La France et le Saint-Siège se rejoignent dans ce combat pour un monde qui place l'homme au cœur de tout projet. Un combat pour la paix, pour que les relations entre les États soient soumises à la loi, récusant la politique du fait accompli, prônant le dialogue des cultures comme antidote à la violence et au rejet de l'autre. 

 

Un combat pour la liberté, la reconnaissance de l'égale dignité de tous, femmes et hommes, le refus de toutes les formes de discrimination, d'oppression de racisme et de haine, particulièrement urgent devant la montée du fanatisme et de l'intolérance.

Un combat pour la solidarité, la justice, et le progrès social, pour que cessent les scandales de la pauvreté de masse, de l'analphabétisme ou de la faim alors que jamais le monde n'a été aussi riche.

 

Un combat pour la nature, que l'homme a reçue en partage, qu'il doit traiter avec respect et précaution s'il veut assurer son avenir et celui des générations futures.
L'idéal qui nous anime est celui d'une humanité unie autour de valeurs universelles, et capable par là même de respecter et célébrer la diversité de ses histoires et de ses cultures; d'une humanité d'autant plus assurée dans sa quête de connaissance et de progrès qu'elle se soumet à l'éthique de responsabilité et à l'exigence de solidarité.

L'inlassable pèlerin que vous êtes incarne ces combats, comme il incarne l'audace, le courage et cette force qui fait de vous, Très Saint Père, un pasteur universel et un homme de paix.

Puisse votre séjour sur la terre de France apporter sérénité et espérance à celles et à ceux qui vous écoutent et qui vous suivent

 

Allocution du pape Jean-Paul Il en réponse au président de la République

 

(...)  Par une démarche personnelle, je désire donc m'unir aux millions de pèlerins qui, de toutes les parties du monde, convergent chaque année à Lourdes, pour confier à la Mère du Seigneur les intentions qu'ils portent dans leur cœur et pour demander son aide et son intercession.

 

Me rendant vers ce lieu béni, je désire dès à présent adresser à Votre Excellence, monsieur le Président, mon salut cordial, ainsi qu'aux fils et aux filles de votre noble pays qui célèbre en ces jours le soixantième anniversaire du « débarquement de Provence». Je souhaite que ces célébrations favorisent la concorde entre les peuples et participent au renouvellement de leur engagement commun dans la recherche et la construction de la paix.

 

Je me souviens avec joie de mes précédentes visites en France et je profite aussi volontiers de cette occasion pour rendre hommage au grand patrimoine de culture et de foi qui en a marqué l'histoire.

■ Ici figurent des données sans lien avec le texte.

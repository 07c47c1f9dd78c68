use std::time::Duration;

/// Token attached to each query submission; responses carrying an older
/// token are not rendered.
pub type Generation = u64;

#[derive(Debug, Clone, PartialEq)]
pub struct SourceRef {
    pub document_id: String,
    pub relevance_score: f64,
    pub text_preview: String,
}

/// Backend answer to a query, in the backend's ranking order.
#[derive(Debug, Clone, PartialEq)]
pub enum QueryResult {
    Answered {
        answer: String,
        sources: Vec<SourceRef>,
    },
    Failed {
        error_message: String,
    },
}

#[derive(Debug, Clone, Copy, PartialEq, Eq, Default)]
pub enum QueryPhase {
    #[default]
    Idle,
    Submitting {
        generation: Generation,
    },
}

/// A result as it is shown in the search view.
#[derive(Debug, Clone, PartialEq)]
pub struct RenderedQuery {
    pub query: String,
    pub result: QueryResult,
    pub elapsed: Duration,
}

#[derive(Debug, Clone, PartialEq, Default)]
pub struct QueryPipeline {
    input: String,
    generation: Generation,
    phase: QueryPhase,
    /// Generation of the request still open at the backend. Survives
    /// `invalidate`; only that request's reply clears it.
    awaiting: Option<Generation>,
    latest: Option<RenderedQuery>,
}

impl QueryPipeline {
    pub fn input(&self) -> &str {
        &self.input
    }

    pub fn phase(&self) -> QueryPhase {
        self.phase
    }

    pub fn is_submitting(&self) -> bool {
        matches!(self.phase, QueryPhase::Submitting { .. })
    }

    /// True while a request is outstanding, even one whose reply will be
    /// discarded. New submissions wait for it.
    pub fn is_awaiting_reply(&self) -> bool {
        self.awaiting.is_some()
    }

    pub fn generation(&self) -> Generation {
        self.generation
    }

    pub fn latest(&self) -> Option<&RenderedQuery> {
        self.latest.as_ref()
    }

    pub(crate) fn set_input(&mut self, text: String) {
        self.input = text;
    }

    /// Moves to `Submitting` under a fresh generation and clears the
    /// previously rendered result.
    pub(crate) fn begin(&mut self) -> Generation {
        self.generation += 1;
        self.phase = QueryPhase::Submitting {
            generation: self.generation,
        };
        self.awaiting = Some(self.generation);
        self.latest = None;
        self.generation
    }

    /// Stops showing the in-flight submission, if any. Its response will be
    /// treated as stale, and new submissions still wait for it.
    pub(crate) fn invalidate(&mut self) -> bool {
        if !self.is_submitting() {
            return false;
        }
        self.generation += 1;
        self.phase = QueryPhase::Idle;
        true
    }

    /// Records the reply for `generation`. Returns true when it is the
    /// submission currently shown as in flight; in that case the pipeline
    /// goes back to `Idle`.
    pub(crate) fn settle(&mut self, generation: Generation) -> bool {
        if self.awaiting == Some(generation) {
            self.awaiting = None;
        }
        match self.phase {
            QueryPhase::Submitting { generation: current } if current == generation => {
                self.phase = QueryPhase::Idle;
                true
            }
            _ => false,
        }
    }

    pub(crate) fn render(&mut self, rendered: RenderedQuery) {
        self.latest = Some(rendered);
    }
}
use std::fs;
use std::io::{self, Write};
use std::path::{Path, PathBuf};

use tempfile::NamedTempFile;
use thiserror::Error;

#[derive(Debug, Error)]
pub enum PersistError {
    #[error("state directory unusable: {0}")]
    StateDir(String),
    #[error("io error: {0}")]
    Io(#[from] io::Error),
}

/// Creates `dir` if missing and fails if it exists as something else.
pub fn ensure_state_dir(dir: &Path) -> Result<(), PersistError> {
    if dir.exists() {
        let meta = fs::metadata(dir).map_err(|e| PersistError::StateDir(e.to_string()))?;
        if !meta.is_dir() {
            return Err(PersistError::StateDir("path is not a directory".into()));
        }
        return Ok(());
    }
    fs::create_dir_all(dir).map_err(|e| PersistError::StateDir(e.to_string()))
}

/// Small-file store rooted at one directory. Writes go through a temp file
/// and a rename so readers never observe a half-written file.
pub struct AtomicFileWriter {
    dir: PathBuf,
}

impl AtomicFileWriter {
    pub fn new(dir: PathBuf) -> Self {
        Self { dir }
    }

    pub fn dir(&self) -> &Path {
        &self.dir
    }

    pub fn write(&self, filename: &str, content: &str) -> Result<PathBuf, PersistError> {
        ensure_state_dir(&self.dir)?;

        let target = self.dir.join(filename);
        let mut tmp = NamedTempFile::new_in(&self.dir)?;
        tmp.write_all(content.as_bytes())?;
        tmp.flush()?;
        tmp.as_file_mut().sync_all()?;
        tmp.persist(&target).map_err(|e| PersistError::Io(e.error))?;
        Ok(target)
    }

    /// Reads `filename`, returning `None` when it does not exist yet.
    pub fn read(&self, filename: &str) -> Result<Option<String>, PersistError> {
        match fs::read_to_string(self.dir.join(filename)) {
            Ok(text) => Ok(Some(text)),
            Err(err) if err.kind() == io::ErrorKind::NotFound => Ok(None),
            Err(err) => Err(err.into()),
        }
    }
}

Je ne peux oublier, en effet, les grands saints de votre terre, les maîtres illustres de la pensée chrétienne, les écoles de spiritualité, les nombreux missionnaires qui ont quitté leur patrie pour annoncer au monde le Christ Seigneur. Et je me tourne avec confiance vers la communauté chrétienne d'aujourd'hui, qui accueille avec générosité l'invitation à animer notre temps avec la sagesse et l'espérance qui viennent de l'Évangile.

 

Dans le respect des responsabilités et des compétences de chacun, l'Église catholique désire offrir à la société sa contribution spécifique en vue de l'édification d'un monde dans lequel les grands idéaux de liberté, d'égalité, de fraternité puissent constituer la base de la vie sociale, dans la recherche et la promotion incessante du bien commun.

 

Je confie ces vœux à l'intercession de la jeune Bernadette Soubirous, humble fille du pays de Bigorre, et j'implore sur tout le pays, par l'intercession maternelle de la Vierge Marie, les Bénédictions de Dieu, gage d'un présent et d'un avenir de prospérité et de paix.